EXERCISE GOAL: Within the entries below, count the lines that hold the string "info" and give only that number.
--- RECORDS FOR THIS EXERCISE Enclosed Below ---
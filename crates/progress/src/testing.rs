//! Shared test fixtures for this crate.

use chrono::{DateTime, Utc};
use devmate_core::{Clock, Time};

/// Clock pinned to a single instant.
pub struct FixedClock(Time);

impl FixedClock {
    /// Pin to an RFC 3339 timestamp.
    pub fn at(rfc3339: &str) -> Self {
        Self(
            DateTime::parse_from_rfc3339(rfc3339)
                .expect("fixture timestamp")
                .with_timezone(&Utc),
        )
    }
}

impl Clock for FixedClock {
    fn now(&self) -> Time {
        self.0
    }
}

/// Roadmap tree builders.
pub mod fixture {
    use chrono::Utc;
    use devmate_core::{
        Activity, ActivityId, ActivityKind, Difficulty, Phase, PhaseId, Roadmap, RoadmapId,
        UserId,
    };
    use devmate_storage::MemoryStorage;

    /// An in-memory roadmap tree with stable ids for test addressing.
    pub struct Tree {
        /// The roadmap record
        pub roadmap: Roadmap,
        /// Phases in `phase_index` order
        pub phases: Vec<Phase>,
        /// Activities grouped per phase, in `activity_index` order
        pub activities: Vec<Vec<Activity>>,
        /// Shorthand for `roadmap.id`
        pub roadmap_id: RoadmapId,
    }

    impl Tree {
        /// Id of the phase at `index`.
        pub fn phase(&self, index: usize) -> PhaseId {
            self.phases[index].id
        }

        /// Id of an activity by phase and position.
        pub fn activity(&self, phase: usize, index: usize) -> ActivityId {
            self.activities[phase][index].id
        }

        /// Clone the per-phase activity sets.
        pub fn activities_by_phase(&self) -> Vec<Vec<Activity>> {
            self.activities.clone()
        }
    }

    /// Build an uncompleted roadmap tree with the given phase sizes.
    pub fn roadmap_tree(user_id: &UserId, phase_sizes: &[usize]) -> Tree {
        let now = Utc::now();
        let total: usize = phase_sizes.iter().sum();

        let roadmap = Roadmap {
            id: RoadmapId::new(),
            user_id: user_id.clone(),
            title: "Test Roadmap".to_string(),
            description: "Fixture".to_string(),
            track_name: "Backend Development".to_string(),
            difficulty: Difficulty::Intermediate,
            total_days: 30 * phase_sizes.len() as u32,
            total_activities: total as u32,
            overall_progress: 0.0,
            created_at: now,
            updated_at: now,
        };

        let kinds = [
            ActivityKind::Reading,
            ActivityKind::Exercise,
            ActivityKind::Project,
            ActivityKind::Quiz,
        ];

        let mut phases = Vec::new();
        let mut activities = Vec::new();
        for (phase_index, size) in phase_sizes.iter().enumerate() {
            let phase = Phase {
                id: PhaseId::new(),
                roadmap_id: roadmap.id,
                phase_index: phase_index as u32,
                name: format!("Phase {}", phase_index),
                description: "Fixture phase".to_string(),
                objectives: Vec::new(),
                topics: Vec::new(),
                estimated_days: 30,
                progress: 0.0,
            };
            let set: Vec<Activity> = (0..*size)
                .map(|activity_index| Activity {
                    id: ActivityId::new(),
                    phase_id: phase.id,
                    activity_index: activity_index as u32,
                    name: format!("Activity {}.{}", phase_index, activity_index),
                    description: "Fixture activity".to_string(),
                    kind: kinds[activity_index % kinds.len()],
                    estimated_hours: 2.0,
                    completed: false,
                    completed_at: None,
                })
                .collect();
            phases.push(phase);
            activities.push(set);
        }

        Tree { roadmap_id: roadmap.id, roadmap, phases, activities }
    }

    /// Load a tree into in-memory storage.
    pub fn seed(storage: &mut MemoryStorage, tree: &Tree) {
        storage.insert_roadmap(tree.roadmap.clone());
        for phase in &tree.phases {
            storage.insert_phase(phase.clone());
        }
        for set in &tree.activities {
            for activity in set {
                storage.insert_activity(activity.clone());
            }
        }
    }
}
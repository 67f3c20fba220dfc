//! Cached onboarding status.
//!
//! "Has this user completed onboarding" is derived from a preferences
//! existence check. Callers ask on nearly every request, so the answer is
//! cached per user with a TTL: a completed status is trusted until the TTL
//! elapses, while a not-yet-completed status is re-checked on every read
//! (completion should be noticed promptly). A failed refresh keeps the
//! previous value and re-arms the timer instead of failing the caller.

use std::collections::HashMap;
use std::sync::Arc;
use chrono::Duration;
use devmate_core::{Clock, SystemClock, Time, UserId};
use devmate_storage::Storage;
use serde::{Deserialize, Serialize};
use tokio::sync::Mutex;
use tracing::{info, warn};

/// Default seconds between re-checks of a completed status.
pub const DEFAULT_TTL_SECONDS: i64 = 5 * 60;

/// One cached status entry. Serializable so session layers can embed it
/// in whatever token or context object they carry.
#[derive(Debug, Clone, Copy, Serialize, Deserialize)]
#[serde(rename_all = "camelCase")]
pub struct OnboardingStatus {
    /// Last known answer
    pub completed: bool,

    /// When storage was last consulted. None before the first check.
    pub last_checked_at: Option<Time>,
}

/// Whether a cache entry is due for a read-through refresh.
///
/// An entry that has never been checked always refreshes; otherwise the
/// entry refreshes once strictly more than `ttl` has passed since the last
/// check.
pub fn should_refresh(now: Time, last_checked_at: Option<Time>, ttl: Duration) -> bool {
    match last_checked_at {
        None => true,
        Some(last) => now.signed_duration_since(last) > ttl,
    }
}

/// Read-through cache of per-user onboarding status.
pub struct OnboardingStatusCache<S: Storage> {
    storage: Arc<Mutex<S>>,
    clock: Arc<dyn Clock>,
    ttl: Duration,
    entries: HashMap<UserId, OnboardingStatus>,
}

impl<S: Storage> OnboardingStatusCache<S> {
    /// Create a cache with the default TTL and the system clock.
    pub fn new(storage: Arc<Mutex<S>>) -> Self {
        Self {
            storage,
            clock: Arc::new(SystemClock),
            ttl: Duration::seconds(DEFAULT_TTL_SECONDS),
            entries: HashMap::new(),
        }
    }

    /// Replace the time source.
    pub fn with_clock(mut self, clock: Arc<dyn Clock>) -> Self {
        self.clock = clock;
        self
    }

    /// Replace the TTL.
    pub fn with_ttl(mut self, ttl: Duration) -> Self {
        self.ttl = ttl;
        self
    }

    /// Current onboarding status for a user, refreshing when due.
    pub async fn status(&mut self, user_id: &UserId) -> bool {
        let now = self.clock.now();
        let entry = self.entries.get(user_id).copied().unwrap_or(OnboardingStatus {
            completed: false,
            last_checked_at: None,
        });

        // A completed answer is stable; an incomplete one is re-checked
        // every time so completion is picked up promptly.
        if entry.completed && !should_refresh(now, entry.last_checked_at, self.ttl) {
            return true;
        }

        match self.storage.lock().await.load_preferences(user_id).await {
            Ok(preferences) => {
                let completed = preferences.is_some();
                if !entry.completed && completed {
                    info!(user = %user_id, "onboarding completion detected");
                }
                self.entries.insert(
                    user_id.clone(),
                    OnboardingStatus { completed, last_checked_at: Some(now) },
                );
                completed
            }
            Err(error) => {
                // Degraded mode: keep the previous answer and delay the
                // next check rather than failing the caller.
                warn!(user = %user_id, %error, "onboarding status refresh failed");
                self.entries.insert(
                    user_id.clone(),
                    OnboardingStatus {
                        completed: entry.completed,
                        last_checked_at: Some(now),
                    },
                );
                entry.completed
            }
        }
    }

    /// Last cached entry without refreshing.
    pub fn peek(&self, user_id: &UserId) -> Option<OnboardingStatus> {
        self.entries.get(user_id).copied()
    }

    /// Drop a user's cached entry, forcing the next read to hit storage.
    pub fn invalidate(&mut self, user_id: &UserId) {
        self.entries.remove(user_id);
    }
}
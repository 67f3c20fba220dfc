//! Onboarding
//!
//! The questionnaire result (track, topics, confidence) and the cached
//! onboarding-completed flag derived from it. Completing onboarding is
//! what unlocks roadmap generation; its status is checked often enough
//! that reads go through a TTL cache instead of hitting storage every
//! time.

#![warn(missing_docs)]

pub mod preferences;
pub mod cache;

pub use preferences::{
    seed_catalog, OnboardingError, OnboardingService, PreferencesSpec, PreferencesSummary,
};
pub use cache::{should_refresh, OnboardingStatus, OnboardingStatusCache, DEFAULT_TTL_SECONDS};
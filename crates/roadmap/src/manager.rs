//! Roadmap management service.

use std::sync::Arc;
use async_trait::async_trait;
use chrono::Utc;
use devmate_core::{
    Activity, ActivityId, Phase, PhaseId, Roadmap, RoadmapDraft, RoadmapId, UserId,
};
use devmate_progress::unlock_states;
use devmate_storage::{Storage, StorageError};
use tokio::sync::Mutex;
use tracing::info;

use crate::view::{PhaseView, RoadmapView};

/// Errors surfaced by roadmap lifecycle operations.
#[derive(Debug, thiserror::Error)]
pub enum RoadmapError {
    /// The user has no saved roadmap.
    #[error("no roadmap found for user {0}")]
    NotFound(UserId),

    /// The draft has no phases to persist.
    #[error("draft contains no phases")]
    EmptyDraft,

    /// The underlying read or write failed.
    #[error(transparent)]
    Storage(#[from] StorageError),
}

/// Roadmap management service.
#[async_trait]
pub trait RoadmapManager: Send + Sync {
    /// Persist a generated draft as the user's roadmap.
    ///
    /// Replaces any existing phase/activity subtree wholesale; no
    /// incremental diffing. All completion state and derived progress is
    /// reset, since the new tree starts uncompleted.
    async fn save_roadmap(
        &self,
        user_id: &UserId,
        draft: &RoadmapDraft,
    ) -> Result<Roadmap, RoadmapError>;

    /// Load the user's roadmap with activities and unlock flags.
    async fn load_view(&self, user_id: &UserId) -> Result<RoadmapView, RoadmapError>;

    /// Delete the user's roadmap and its whole subtree.
    async fn delete_roadmap(&self, user_id: &UserId) -> Result<(), RoadmapError>;
}

/// Basic roadmap manager implementation.
pub struct BasicRoadmapManager<S: Storage> {
    storage: Arc<Mutex<S>>,
}

impl<S: Storage> BasicRoadmapManager<S> {
    /// Create a new roadmap manager.
    pub fn new(storage: Arc<Mutex<S>>) -> Self {
        Self { storage }
    }
}

#[async_trait]
impl<S: Storage + 'static> RoadmapManager for BasicRoadmapManager<S> {
    async fn save_roadmap(
        &self,
        user_id: &UserId,
        draft: &RoadmapDraft,
    ) -> Result<Roadmap, RoadmapError> {
        if draft.phases.is_empty() {
            return Err(RoadmapError::EmptyDraft);
        }

        let now = Utc::now();
        let mut storage = self.storage.lock().await;

        // Upsert: keep the record's identity and creation time across
        // regenerations.
        let existing = storage.load_roadmap_by_user(user_id).await?;
        let (id, created_at) = match &existing {
            Some(roadmap) => (roadmap.id, roadmap.created_at),
            None => (RoadmapId::new(), now),
        };

        let track_name = match &draft.track_name {
            Some(name) => name.clone(),
            None => resolve_track_name(&*storage, user_id).await?,
        };

        let roadmap = Roadmap {
            id,
            user_id: user_id.clone(),
            title: draft.title.clone(),
            description: draft.description.clone(),
            track_name,
            difficulty: draft.difficulty_level,
            total_days: draft.estimated_days,
            // Trust the tree over the generator's declared total.
            total_activities: draft.activity_count() as u32,
            overall_progress: 0.0,
            created_at,
            updated_at: now,
        };

        storage.delete_phases(id).await?;
        storage.save_roadmap(&roadmap).await?;

        for (phase_index, phase_draft) in draft.phases.iter().enumerate() {
            let phase = Phase {
                id: PhaseId::new(),
                roadmap_id: id,
                phase_index: phase_index as u32,
                name: phase_draft.name.clone(),
                description: phase_draft.description.clone(),
                objectives: phase_draft.objectives.clone(),
                topics: phase_draft.topics.clone(),
                estimated_days: phase_draft.estimated_days,
                progress: 0.0,
            };
            storage.save_phase(&phase).await?;

            for (activity_index, activity_draft) in phase_draft.activities.iter().enumerate() {
                let activity = Activity {
                    id: ActivityId::new(),
                    phase_id: phase.id,
                    activity_index: activity_index as u32,
                    name: activity_draft.name.clone(),
                    description: activity_draft.description.clone(),
                    kind: activity_draft.kind,
                    estimated_hours: activity_draft.estimated_hours,
                    completed: false,
                    completed_at: None,
                };
                storage.save_activity(&activity).await?;
            }
        }

        info!(
            user = %user_id,
            roadmap = %roadmap.id,
            phases = draft.phases.len(),
            activities = roadmap.total_activities,
            regenerated = existing.is_some(),
            "roadmap saved"
        );

        Ok(roadmap)
    }

    async fn load_view(&self, user_id: &UserId) -> Result<RoadmapView, RoadmapError> {
        let storage = self.storage.lock().await;

        let roadmap = storage
            .load_roadmap_by_user(user_id)
            .await?
            .ok_or_else(|| RoadmapError::NotFound(user_id.clone()))?;

        let phases = storage.list_phases(roadmap.id).await?;
        let unlocked = unlock_states(&phases);

        let mut views = Vec::with_capacity(phases.len());
        for (phase, unlocked) in phases.into_iter().zip(unlocked) {
            let activities = storage.list_activities(phase.id).await?;
            views.push(PhaseView { phase, activities, unlocked });
        }

        Ok(RoadmapView { roadmap, phases: views })
    }

    async fn delete_roadmap(&self, user_id: &UserId) -> Result<(), RoadmapError> {
        let mut storage = self.storage.lock().await;

        let roadmap = storage
            .load_roadmap_by_user(user_id)
            .await?
            .ok_or_else(|| RoadmapError::NotFound(user_id.clone()))?;

        storage.delete_phases(roadmap.id).await?;
        storage.delete_roadmap(roadmap.id).await?;
        info!(user = %user_id, roadmap = %roadmap.id, "roadmap deleted");
        Ok(())
    }
}

async fn resolve_track_name<S: Storage + ?Sized>(
    storage: &S,
    user_id: &UserId,
) -> Result<String, StorageError> {
    let Some(preferences) = storage.load_preferences(user_id).await? else {
        return Ok(String::new());
    };
    Ok(storage
        .list_tracks()
        .await?
        .into_iter()
        .find(|t| t.id == preferences.track_id)
        .map(|t| t.name)
        .unwrap_or_default())
}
--- End of Enclosed RECORDS FOR THIS EXERCISE ---
TASK SOLUTION: 5